- WHAT IS BEING ASKED: Track down each line below containing the string "JoinHandle" and copy it.

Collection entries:
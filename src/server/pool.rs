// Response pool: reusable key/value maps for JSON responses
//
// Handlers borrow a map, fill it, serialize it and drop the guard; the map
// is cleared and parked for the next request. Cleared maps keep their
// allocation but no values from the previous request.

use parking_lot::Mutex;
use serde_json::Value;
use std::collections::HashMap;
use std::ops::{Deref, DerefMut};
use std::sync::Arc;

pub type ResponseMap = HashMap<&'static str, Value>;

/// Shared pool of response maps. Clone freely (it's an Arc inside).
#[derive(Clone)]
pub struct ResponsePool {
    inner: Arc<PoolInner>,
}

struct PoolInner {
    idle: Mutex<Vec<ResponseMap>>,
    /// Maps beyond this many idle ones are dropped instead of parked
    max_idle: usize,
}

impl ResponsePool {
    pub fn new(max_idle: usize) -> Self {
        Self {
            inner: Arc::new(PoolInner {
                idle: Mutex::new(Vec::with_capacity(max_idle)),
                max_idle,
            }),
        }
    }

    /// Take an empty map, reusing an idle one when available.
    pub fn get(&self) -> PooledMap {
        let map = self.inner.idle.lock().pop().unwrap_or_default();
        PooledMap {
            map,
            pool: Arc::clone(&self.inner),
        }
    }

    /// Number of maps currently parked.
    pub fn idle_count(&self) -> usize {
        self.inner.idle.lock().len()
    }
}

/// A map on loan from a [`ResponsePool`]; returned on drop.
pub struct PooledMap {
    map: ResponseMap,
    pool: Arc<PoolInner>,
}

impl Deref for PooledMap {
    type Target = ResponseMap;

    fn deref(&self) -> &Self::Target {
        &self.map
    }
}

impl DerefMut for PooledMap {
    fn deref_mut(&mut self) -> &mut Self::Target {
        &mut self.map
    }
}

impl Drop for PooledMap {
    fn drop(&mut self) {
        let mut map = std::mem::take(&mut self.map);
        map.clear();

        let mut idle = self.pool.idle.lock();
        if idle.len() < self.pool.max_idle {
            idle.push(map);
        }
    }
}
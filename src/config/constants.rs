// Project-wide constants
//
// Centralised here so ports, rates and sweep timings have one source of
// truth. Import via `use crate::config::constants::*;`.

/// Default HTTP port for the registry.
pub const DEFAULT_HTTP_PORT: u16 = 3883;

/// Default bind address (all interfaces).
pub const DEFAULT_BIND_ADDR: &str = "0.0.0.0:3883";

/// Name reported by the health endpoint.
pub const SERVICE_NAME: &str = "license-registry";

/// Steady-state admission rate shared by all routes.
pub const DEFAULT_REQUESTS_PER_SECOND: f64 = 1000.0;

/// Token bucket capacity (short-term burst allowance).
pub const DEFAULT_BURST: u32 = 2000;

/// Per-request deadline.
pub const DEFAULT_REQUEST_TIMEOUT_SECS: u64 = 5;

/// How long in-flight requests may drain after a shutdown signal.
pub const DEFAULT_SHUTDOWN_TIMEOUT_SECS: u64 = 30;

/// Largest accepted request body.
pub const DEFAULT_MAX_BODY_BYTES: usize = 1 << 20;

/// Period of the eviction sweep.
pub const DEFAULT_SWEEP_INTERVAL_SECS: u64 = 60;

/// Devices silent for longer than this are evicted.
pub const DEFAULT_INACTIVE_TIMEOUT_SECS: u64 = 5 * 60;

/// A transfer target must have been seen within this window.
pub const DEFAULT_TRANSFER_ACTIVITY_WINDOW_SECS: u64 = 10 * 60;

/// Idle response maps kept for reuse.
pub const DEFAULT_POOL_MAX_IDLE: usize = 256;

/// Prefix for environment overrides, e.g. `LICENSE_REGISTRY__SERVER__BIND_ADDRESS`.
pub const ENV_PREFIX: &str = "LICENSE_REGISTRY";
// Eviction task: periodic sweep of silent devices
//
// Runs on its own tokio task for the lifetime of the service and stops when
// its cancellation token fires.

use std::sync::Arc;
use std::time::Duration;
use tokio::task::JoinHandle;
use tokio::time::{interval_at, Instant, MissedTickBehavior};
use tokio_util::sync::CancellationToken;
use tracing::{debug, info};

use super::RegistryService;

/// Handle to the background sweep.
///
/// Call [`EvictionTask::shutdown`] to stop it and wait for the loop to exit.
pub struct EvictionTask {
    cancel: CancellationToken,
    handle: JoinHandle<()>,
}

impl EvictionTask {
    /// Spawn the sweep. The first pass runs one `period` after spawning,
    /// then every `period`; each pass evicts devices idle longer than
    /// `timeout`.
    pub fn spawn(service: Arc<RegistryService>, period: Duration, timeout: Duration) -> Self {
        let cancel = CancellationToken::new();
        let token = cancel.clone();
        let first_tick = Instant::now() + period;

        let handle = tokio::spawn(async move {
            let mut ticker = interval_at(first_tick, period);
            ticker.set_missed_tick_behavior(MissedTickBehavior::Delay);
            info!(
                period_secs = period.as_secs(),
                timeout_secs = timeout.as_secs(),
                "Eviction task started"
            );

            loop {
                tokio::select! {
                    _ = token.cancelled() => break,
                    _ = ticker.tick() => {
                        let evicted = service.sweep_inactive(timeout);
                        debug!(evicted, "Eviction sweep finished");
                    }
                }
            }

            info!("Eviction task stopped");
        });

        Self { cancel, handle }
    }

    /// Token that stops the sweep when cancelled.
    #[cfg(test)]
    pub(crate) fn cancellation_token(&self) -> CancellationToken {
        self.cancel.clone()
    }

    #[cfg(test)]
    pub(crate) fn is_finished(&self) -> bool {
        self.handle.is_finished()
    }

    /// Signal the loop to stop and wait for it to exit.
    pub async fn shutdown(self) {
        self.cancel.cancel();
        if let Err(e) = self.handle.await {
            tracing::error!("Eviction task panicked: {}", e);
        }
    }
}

==

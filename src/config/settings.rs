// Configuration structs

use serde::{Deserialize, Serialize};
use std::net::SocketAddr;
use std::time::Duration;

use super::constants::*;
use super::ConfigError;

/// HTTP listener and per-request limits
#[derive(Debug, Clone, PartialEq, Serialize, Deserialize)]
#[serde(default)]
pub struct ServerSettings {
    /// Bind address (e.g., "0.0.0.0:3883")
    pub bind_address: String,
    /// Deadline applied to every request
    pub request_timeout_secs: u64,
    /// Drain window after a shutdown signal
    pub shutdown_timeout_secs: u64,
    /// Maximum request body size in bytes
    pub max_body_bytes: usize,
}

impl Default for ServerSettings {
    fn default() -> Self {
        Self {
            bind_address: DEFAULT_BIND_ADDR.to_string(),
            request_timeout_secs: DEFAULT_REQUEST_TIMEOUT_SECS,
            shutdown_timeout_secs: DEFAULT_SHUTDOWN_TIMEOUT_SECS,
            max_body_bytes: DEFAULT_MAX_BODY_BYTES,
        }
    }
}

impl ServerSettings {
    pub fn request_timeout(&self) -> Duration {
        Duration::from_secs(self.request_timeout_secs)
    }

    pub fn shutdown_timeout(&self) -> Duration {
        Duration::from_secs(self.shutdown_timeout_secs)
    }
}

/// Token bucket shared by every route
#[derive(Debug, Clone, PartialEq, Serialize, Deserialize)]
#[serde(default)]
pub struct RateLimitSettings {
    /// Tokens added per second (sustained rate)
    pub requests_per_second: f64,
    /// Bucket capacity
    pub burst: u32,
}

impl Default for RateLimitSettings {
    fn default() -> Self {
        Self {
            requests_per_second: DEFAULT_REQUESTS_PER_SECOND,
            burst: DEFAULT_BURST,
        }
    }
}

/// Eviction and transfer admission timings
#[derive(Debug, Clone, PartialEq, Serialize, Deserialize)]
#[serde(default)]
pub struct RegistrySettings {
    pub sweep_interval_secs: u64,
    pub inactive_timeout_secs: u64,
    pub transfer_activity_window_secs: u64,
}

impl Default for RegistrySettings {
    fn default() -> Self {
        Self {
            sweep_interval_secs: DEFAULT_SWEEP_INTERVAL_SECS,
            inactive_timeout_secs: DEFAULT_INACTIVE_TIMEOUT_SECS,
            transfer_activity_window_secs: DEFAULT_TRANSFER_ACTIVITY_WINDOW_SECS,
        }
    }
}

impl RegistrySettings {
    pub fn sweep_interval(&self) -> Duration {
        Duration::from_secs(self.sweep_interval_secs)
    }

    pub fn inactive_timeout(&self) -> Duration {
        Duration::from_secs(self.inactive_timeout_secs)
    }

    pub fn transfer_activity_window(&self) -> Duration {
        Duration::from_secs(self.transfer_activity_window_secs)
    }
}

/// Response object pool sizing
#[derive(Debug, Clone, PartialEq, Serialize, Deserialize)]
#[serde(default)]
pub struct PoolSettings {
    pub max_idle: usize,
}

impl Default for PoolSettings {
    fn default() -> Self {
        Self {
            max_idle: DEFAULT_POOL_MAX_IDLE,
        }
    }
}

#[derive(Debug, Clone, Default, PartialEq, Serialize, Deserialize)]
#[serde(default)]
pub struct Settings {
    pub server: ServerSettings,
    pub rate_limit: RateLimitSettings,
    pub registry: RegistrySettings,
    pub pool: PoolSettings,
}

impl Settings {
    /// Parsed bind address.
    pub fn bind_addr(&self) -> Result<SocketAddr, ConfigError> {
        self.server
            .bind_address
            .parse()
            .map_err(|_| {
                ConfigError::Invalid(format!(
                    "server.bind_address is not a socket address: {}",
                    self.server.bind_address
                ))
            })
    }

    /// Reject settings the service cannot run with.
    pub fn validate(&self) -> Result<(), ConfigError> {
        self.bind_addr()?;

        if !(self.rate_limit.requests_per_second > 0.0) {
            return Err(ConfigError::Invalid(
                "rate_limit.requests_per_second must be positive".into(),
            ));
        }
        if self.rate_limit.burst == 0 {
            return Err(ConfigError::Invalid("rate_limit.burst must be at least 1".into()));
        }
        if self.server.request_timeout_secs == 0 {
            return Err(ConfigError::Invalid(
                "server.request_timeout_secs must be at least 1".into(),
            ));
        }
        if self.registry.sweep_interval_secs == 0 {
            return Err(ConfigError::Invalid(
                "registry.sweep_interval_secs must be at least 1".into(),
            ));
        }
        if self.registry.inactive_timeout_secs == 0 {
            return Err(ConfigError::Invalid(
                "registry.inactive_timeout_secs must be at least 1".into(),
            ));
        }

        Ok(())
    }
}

---

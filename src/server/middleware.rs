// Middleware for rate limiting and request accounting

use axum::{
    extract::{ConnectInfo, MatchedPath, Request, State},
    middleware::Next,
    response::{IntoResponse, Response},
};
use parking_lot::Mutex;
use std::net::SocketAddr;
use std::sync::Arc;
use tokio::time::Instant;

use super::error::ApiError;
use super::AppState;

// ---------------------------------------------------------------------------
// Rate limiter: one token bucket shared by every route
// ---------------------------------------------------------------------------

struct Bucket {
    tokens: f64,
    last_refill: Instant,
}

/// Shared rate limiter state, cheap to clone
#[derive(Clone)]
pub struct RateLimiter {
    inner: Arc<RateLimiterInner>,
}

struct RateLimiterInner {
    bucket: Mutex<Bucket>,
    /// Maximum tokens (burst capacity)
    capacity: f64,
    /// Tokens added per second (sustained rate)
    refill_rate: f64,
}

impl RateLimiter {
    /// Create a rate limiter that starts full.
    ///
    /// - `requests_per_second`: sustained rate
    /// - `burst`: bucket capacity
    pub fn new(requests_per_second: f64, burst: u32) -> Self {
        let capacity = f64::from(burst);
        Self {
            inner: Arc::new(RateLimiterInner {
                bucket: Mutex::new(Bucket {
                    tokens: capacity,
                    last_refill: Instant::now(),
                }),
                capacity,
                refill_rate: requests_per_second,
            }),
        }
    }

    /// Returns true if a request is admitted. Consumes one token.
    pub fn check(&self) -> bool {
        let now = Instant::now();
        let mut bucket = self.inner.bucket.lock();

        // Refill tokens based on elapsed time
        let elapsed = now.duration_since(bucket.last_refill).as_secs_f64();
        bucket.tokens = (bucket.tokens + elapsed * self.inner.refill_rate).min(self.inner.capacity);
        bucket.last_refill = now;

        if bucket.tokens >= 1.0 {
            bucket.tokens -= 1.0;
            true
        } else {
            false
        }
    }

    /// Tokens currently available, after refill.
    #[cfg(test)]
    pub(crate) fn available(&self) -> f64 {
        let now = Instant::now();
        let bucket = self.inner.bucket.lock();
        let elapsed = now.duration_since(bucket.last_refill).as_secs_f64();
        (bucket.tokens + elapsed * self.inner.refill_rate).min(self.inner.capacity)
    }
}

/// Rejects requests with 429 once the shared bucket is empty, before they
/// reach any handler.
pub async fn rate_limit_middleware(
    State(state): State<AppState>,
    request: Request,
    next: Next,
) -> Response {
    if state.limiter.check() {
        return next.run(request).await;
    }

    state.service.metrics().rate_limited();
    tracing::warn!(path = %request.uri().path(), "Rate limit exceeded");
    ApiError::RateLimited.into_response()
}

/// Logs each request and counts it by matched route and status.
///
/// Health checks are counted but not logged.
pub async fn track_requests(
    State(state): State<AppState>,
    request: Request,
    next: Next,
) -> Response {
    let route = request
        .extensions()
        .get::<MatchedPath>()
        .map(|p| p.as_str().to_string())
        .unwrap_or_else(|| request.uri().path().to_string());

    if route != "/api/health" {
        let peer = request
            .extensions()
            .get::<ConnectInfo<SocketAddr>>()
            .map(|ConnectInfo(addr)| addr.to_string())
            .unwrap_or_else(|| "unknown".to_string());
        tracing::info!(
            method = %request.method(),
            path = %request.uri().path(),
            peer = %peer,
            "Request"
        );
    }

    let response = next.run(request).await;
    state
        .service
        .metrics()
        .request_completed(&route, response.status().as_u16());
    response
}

- EXERCISE ANSWER:
use tokio::task::JoinHandle;
    handle: JoinHandle<()>,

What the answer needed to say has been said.